Delegados y atletas olímpicos habitan mundos diferentes

Las limosinas ingresaban en caravana, una detrás de otra.
Los botones del Hotel Hyatt corrían apresurados a abrir las puertas de los automóviles.
Los delegados, vestidos de traje, entraban al vestíbulo probablemente a una reunión de emergencia. De pie, a un costado de la entrada del lujoso hospedaje, reconocí entre los que ingresaban al entonces presidente del Comité Olímpico Nacional, Jorge Nery Carvajal.
Desde luego que me impactó el escenario; se sabía de la vida de reyes que transitan los altos dirigentes de FIFA y del Comité Olímpico Internacional (COI), mujeres y hombres vip que viajan por todo el planeta, se hospedan en hoteles de lujo, asisten a festejos deslumbrantes y se llenan los bolsillos de dólares para gastos personales.
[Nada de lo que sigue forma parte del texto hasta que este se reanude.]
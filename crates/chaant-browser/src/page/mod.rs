//! [`CdpChessPage`]: a chess.com tab driven over CDP.

mod scripts;

use std::sync::Arc;
use std::time::{Duration, Instant};

use async_trait::async_trait;
use parking_lot::Mutex;
use serde::Deserialize;
use serde_json::Value;
use tokio::sync::broadcast;
use tracing::{debug, trace, warn};

use chaant_protocols::{
    BoardCapability, BoardEvent, BoardGeometry, BoardSubscription, BrowserSurface, Color,
    ElementHandle, PageId, PieceKind, PieceOnBoard, PointerSequence, Square, SurfaceError,
};

use crate::cdp::{CdpEvent, PageSession};

pub use scripts::EVENT_BINDING;

const POLL: Duration = Duration::from_millis(100);
const BOARD_EVENT_BUFFER: usize = 64;

type BoardFeed = Arc<Mutex<Option<broadcast::Sender<BoardEvent>>>>;

/// One browser tab implementing [`ChessPage`](chaant_protocols::ChessPage).
pub struct CdpChessPage {
    id: PageId,
    session: Arc<PageSession>,
    board_events: BoardFeed,
    _pump: tokio::task::JoinHandle<()>,
}

impl CdpChessPage {
    /// Wrap `session`, installing the board event hook in current and future
    /// documents.
    pub async fn new(session: PageSession) -> Result<Self, SurfaceError> {
        let session = Arc::new(session);
        let hook = scripts::event_hook();
        session.add_binding(EVENT_BINDING).await?;
        session.add_init_script(&hook).await?;
        session.evaluate(&hook).await?;

        let (tx, _) = broadcast::channel(BOARD_EVENT_BUFFER);
        let board_events: BoardFeed = Arc::new(Mutex::new(Some(tx)));
        let cdp_events = session.events()?;
        let pump = tokio::spawn(pump_events(cdp_events, board_events.clone()));

        Ok(Self {
            id: PageId::new(session.target_id()),
            session,
            board_events,
            _pump: pump,
        })
    }

    async fn query<T: for<'de> Deserialize<'de>>(&self, script: &str) -> Result<T, SurfaceError> {
        let value = self.session.evaluate(script).await?;
        serde_json::from_value(value).map_err(|e| SurfaceError::InvalidData(e.to_string()))
    }

    /// Poll `script` until it yields a truthy value or `timeout` passes.
    async fn poll_truthy(&self, script: &str, timeout: Duration) -> Result<Value, SurfaceError> {
        let start = Instant::now();
        loop {
            match self.session.evaluate(script).await {
                Ok(value) if is_truthy(&value) => return Ok(value),
                Ok(_) => {}
                // Navigations tear down the execution context mid-poll.
                Err(crate::cdp::CdpError::JavaScript(e)) => trace!("Poll script threw: {}", e),
                Err(e) => return Err(e.into()),
            }
            if start.elapsed() >= timeout {
                return Err(SurfaceError::Timeout(format!("waiting {:?}", timeout)));
            }
            tokio::time::sleep(POLL).await;
        }
    }
}

impl Drop for CdpChessPage {
    fn drop(&mut self) {
        self._pump.abort();
    }
}

#[derive(Debug, Deserialize)]
#[serde(tag = "kind", rename_all = "camelCase")]
enum HookEvent {
    Moved { plies: u32 },
    GameOver,
}

/// Translate binding calls into board events. The board feed closes when the
/// session's event stream ends.
async fn pump_events(mut events: broadcast::Receiver<CdpEvent>, feed: BoardFeed) {
    loop {
        match events.recv().await {
            Ok(event) => {
                let Some(payload) = event.binding_payload(EVENT_BINDING) else {
                    continue;
                };
                let board_event = match serde_json::from_str::<HookEvent>(payload) {
                    Ok(HookEvent::Moved { plies }) => BoardEvent::Moved { plies },
                    Ok(HookEvent::GameOver) => BoardEvent::GameOver,
                    Err(e) => {
                        warn!("Unreadable board event {}: {}", payload, e);
                        continue;
                    }
                };
                trace!("Board event {:?}", board_event);
                if let Some(tx) = feed.lock().as_ref() {
                    let _ = tx.send(board_event);
                }
            }
            Err(broadcast::error::RecvError::Lagged(n)) => {
                warn!("Dropped {} CDP events", n);
            }
            Err(broadcast::error::RecvError::Closed) => break,
        }
    }
    debug!("CDP event stream ended");
    feed.lock().take();
}

fn is_truthy(value: &Value) -> bool {
    match value {
        Value::Null => false,
        Value::Bool(b) => *b,
        Value::Number(n) => n.as_f64().is_some_and(|f| f != 0.0),
        Value::String(s) => !s.is_empty(),
        _ => true,
    }
}

#[derive(Debug, Deserialize)]
struct SitePiece {
    #[serde(rename = "type")]
    kind: String,
    color: i64,
    square: String,
}

impl SitePiece {
    fn into_piece(self) -> Option<PieceOnBoard> {
        Some(PieceOnBoard {
            kind: PieceKind::from_letter(self.kind.chars().next()?)?,
            color: scripts::color_from_site(self.color)?,
            square: Square::parse(&self.square).ok()?,
        })
    }
}

#[derive(Debug, Deserialize)]
#[serde(rename_all = "camelCase")]
struct SiteGeometry {
    left: f64,
    top: f64,
    square_size: f64,
}

#[async_trait]
impl BrowserSurface for CdpChessPage {
    fn page_id(&self) -> PageId {
        self.id.clone()
    }

    async fn navigate(&self, url: &str) -> Result<(), SurfaceError> {
        Ok(self.session.navigate(url).await?)
    }

    async fn current_url(&self) -> Result<String, SurfaceError> {
        Ok(self.session.url().await?)
    }

    async fn find_one(&self, selector: &str) -> Result<Option<ElementHandle>, SurfaceError> {
        let found: usize = self.query(&scripts::count(selector)).await?;
        Ok((found > 0).then(|| ElementHandle::new(selector, 0)))
    }

    async fn find_all(&self, selector: &str) -> Result<Vec<ElementHandle>, SurfaceError> {
        let found: usize = self.query(&scripts::count(selector)).await?;
        Ok((0..found).map(|i| ElementHandle::new(selector, i)).collect())
    }

    async fn wait_for(
        &self,
        selector: &str,
        timeout: Duration,
    ) -> Result<ElementHandle, SurfaceError> {
        self.poll_truthy(&scripts::count(selector), timeout)
            .await
            .map_err(|e| match e {
                SurfaceError::Timeout(_) => SurfaceError::Timeout(format!("selector '{}'", selector)),
                other => other,
            })?;
        Ok(ElementHandle::new(selector, 0))
    }

    async fn click(&self, element: &ElementHandle) -> Result<(), SurfaceError> {
        let clicked: bool = self
            .query(&scripts::click(&element.selector, element.index))
            .await?;
        if !clicked {
            return Err(SurfaceError::ElementNotFound(element.selector.clone()));
        }
        debug!("Clicked {}[{}]", element.selector, element.index);
        Ok(())
    }

    async fn element_text(&self, element: &ElementHandle) -> Result<String, SurfaceError> {
        let text: Option<String> = self
            .query(&scripts::text(&element.selector, element.index))
            .await?;
        text.ok_or_else(|| SurfaceError::ElementNotFound(element.selector.clone()))
    }

    async fn evaluate(&self, script: &str) -> Result<Value, SurfaceError> {
        Ok(self.session.evaluate(script).await?)
    }

    async fn wait_for_function(
        &self,
        script: &str,
        timeout: Duration,
    ) -> Result<Value, SurfaceError> {
        self.poll_truthy(script, timeout).await
    }

    async fn dispatch_pointer(&self, sequence: PointerSequence) -> Result<(), SurfaceError> {
        self.session
            .drag(
                (sequence.down.x, sequence.down.y),
                (sequence.up.x, sequence.up.y),
            )
            .await?;
        Ok(())
    }

    async fn reload(&self) -> Result<(), SurfaceError> {
        Ok(self.session.reload().await?)
    }

    async fn close(&self) -> Result<(), SurfaceError> {
        self.session.close().await?;
        self.board_events.lock().take();
        Ok(())
    }
}

#[async_trait]
impl BoardCapability for CdpChessPage {
    async fn playing_color(&self) -> Result<Option<Color>, SurfaceError> {
        let color: Option<i64> = self.query(&scripts::playing_color()).await?;
        Ok(color.and_then(scripts::color_from_site))
    }

    async fn plies_played(&self) -> Result<u32, SurfaceError> {
        self.query(&scripts::plies_played()).await
    }

    async fn pieces(&self, color: Color) -> Result<Vec<PieceOnBoard>, SurfaceError> {
        let pieces: Vec<SitePiece> = self.query(&scripts::pieces()).await?;
        Ok(pieces
            .into_iter()
            .filter_map(SitePiece::into_piece)
            .filter(|p| p.color == color)
            .collect())
    }

    async fn legal_moves_for_square(&self, square: Square) -> Result<Vec<Square>, SurfaceError> {
        let moves: Vec<String> = self.query(&scripts::legal_moves(square)).await?;
        Ok(moves.iter().filter_map(|m| Square::parse(m).ok()).collect())
    }

    async fn history_sans(&self) -> Result<Vec<String>, SurfaceError> {
        self.query(&scripts::history_sans()).await
    }

    async fn is_game_over(&self) -> Result<bool, SurfaceError> {
        self.query(&scripts::is_game_over()).await
    }

    async fn board_geometry(&self) -> Result<BoardGeometry, SurfaceError> {
        let g: SiteGeometry = self.query(&scripts::geometry()).await?;
        if g.square_size <= 0.0 {
            return Err(SurfaceError::InvalidData("board has no size".to_string()));
        }
        Ok(BoardGeometry {
            left: g.left,
            top: g.top,
            square_size: g.square_size,
        })
    }

    async fn subscribe(&self) -> Result<BoardSubscription, SurfaceError> {
        self.board_events
            .lock()
            .as_ref()
            .map(|tx| tx.subscribe())
            .ok_or(SurfaceError::Closed)
    }
}

#[cfg(test)]
#[path = "page_tests.rs"]
mod tests;
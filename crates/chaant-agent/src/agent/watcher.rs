//! Background game-over watcher.

use std::sync::{Arc, Weak};
use std::time::Duration;

use tokio::sync::broadcast::error::RecvError;
use tracing::{debug, warn};

use chaant_protocols::{AgentState, BoardEvent, ChessPage, SurfaceError};

use super::AgentInner;
use crate::site;

const RESUBSCRIBE_DELAY: Duration = Duration::from_millis(500);

/// Start watching for the end of the current game, replacing any previous
/// watcher. The task holds the agent weakly and ends with it.
pub(super) fn spawn(inner: &Arc<AgentInner>) {
    let agent = Arc::downgrade(inner);
    let page = inner.page.clone();
    let handle = tokio::spawn(watch(agent, page));
    if let Some(previous) = inner.watcher.lock().replace(handle) {
        previous.abort();
    }
}

async fn watch(agent: Weak<AgentInner>, page: Arc<dyn ChessPage>) {
    loop {
        let ended = wait_game_over(&*page).await;
        let Some(inner) = agent.upgrade() else {
            return;
        };
        match ended {
            Ok(()) => {
                inner.end_game();
                return;
            }
            Err(e) => {
                debug!("Game-over feed lost on page {}: {}", inner.page_id, e);
                if !inner.play_state().is_playing() {
                    return;
                }
                if inner.page_still_on_site().await {
                    drop(inner);
                    tokio::time::sleep(RESUBSCRIBE_DELAY).await;
                    continue;
                }
                warn!("Page {} left the site mid-game", inner.page_id);
                inner.publish(AgentState::BrowserPageOutOfReach);
                return;
            }
        }
    }
}

async fn wait_game_over(page: &dyn ChessPage) -> Result<(), SurfaceError> {
    let mut events = page.subscribe().await?;
    if page.is_game_over().await? {
        return Ok(());
    }
    loop {
        match events.recv().await {
            Ok(BoardEvent::GameOver) => return Ok(()),
            Ok(BoardEvent::Moved { .. }) => {}
            Err(RecvError::Lagged(_)) => {
                if page.is_game_over().await? {
                    return Ok(());
                }
            }
            Err(RecvError::Closed) => return Err(SurfaceError::Closed),
        }
    }
}

impl AgentInner {
    async fn page_still_on_site(&self) -> bool {
        let on_site = matches!(
            self.page.current_url().await,
            Ok(url) if url.contains(site::SITE_HOST)
        );
        on_site && matches!(self.page.find_one(site::BOARD).await, Ok(Some(_)))
    }
}
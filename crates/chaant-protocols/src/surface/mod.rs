//! Capabilities an agent consumes from its browser page.
//!
//! - [`BrowserSurface`]: generic automation primitives (navigation, element
//!   lookup, script evaluation, pointer dispatch)
//! - [`BoardCapability`]: typed queries against the page's in-memory game
//!
//! Every failure is a [`SurfaceError`](crate::error::SurfaceError). Adapters
//! never leak raw page objects past these traits.

mod board;
mod browser;

pub use board::*;
pub use browser::*;

/// A page that offers both the automation primitives and the board view.
///
/// This is what an agent owns.
pub trait ChessPage: BrowserSurface + BoardCapability {}

impl<T: BrowserSurface + BoardCapability + ?Sized> ChessPage for T {}
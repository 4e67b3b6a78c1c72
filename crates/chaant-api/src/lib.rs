//! # chaant API
//!
//! Control plane for chess agents. An [`AgentHub`] owns the live agents,
//! each paired with a collective vote aggregator, and the HTTP layer in
//! [`http`] exposes them:
//!
//! ```text
//! POST   /agents?platform=chesscom        create an agent on a fresh page
//! POST   /play?versus=computer&bot=martin start a game
//! POST   /move?move=e4                    wait for the turn, then move
//! POST   /move/collective?move=e4         cast a vote
//! POST   /wait                            wait for the turn
//! GET    /agents/status                   state, color and tally
//! DELETE /agents                          dispose
//! GET    /bots                            free site bots
//! GET    /health
//! ```
//!
//! Every agent-scoped route reads the agent id from the
//! `x-chaant-agent-id` header.

pub mod error;
pub mod http;
pub mod hub;
pub mod server;

pub use error::ApiError;
pub use http::routes::create_router;
pub use hub::{AgentEntry, AgentHub, PageFactory, Platform, PlayRequest, Versus};
pub use server::ApiServer;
Pero es tema distinto escuchar el cuento, que olfatearlo; en aquellos Juegos Olímpicos en Seúl fui testigo de primera mano de esos dos mundos tan incongruentes y contrapuestos, donde por un lado los atletas dejan sudor y sangre en las diferentes competencias en honor de sus respectivos países, mientras los delegados disfrutan de las sabrosas y generosas mieles del olimpismo a todo gas: sin miseria.
Mientras unos corren, los otros beben; mientras unos sudan, los otros duermen; mientras los “sacrificados” delegados se alojan en suites de cinco estrellas, los héroes de pista, piscina y campo duermen estrujados en villas olímpicas construidas a la carrera.
Algunos deportistas habitaron las dos sedes, las de los atletas y las de los delegados; Henry Núñez, el presidente actual de nuestro Comité Olímpico, viajó a las Olimpiadas de Seúl como judoca, en compañía de su entrenador Guillermo Sánchez. Hoy se pasea por el mundo como delegado y al igual que todos sus antecesores criollos, repite el discurso que tapa el fracaso.
¡No hay inversión! ¡No hay dinero!
Y si escribimos fracaso no se crea que es por la falta de medallas, inalcanzables para naciones mucho más desarrolladas deportivamente que la nuestra. Nadie exige, ni pide oro, plata y bronce, pero sí mejorar, avanzar y sobre todo, desechar y archivar ojalá para siempre la frase del acomodo: perdimos, pero hemos adquirido mucha experiencia.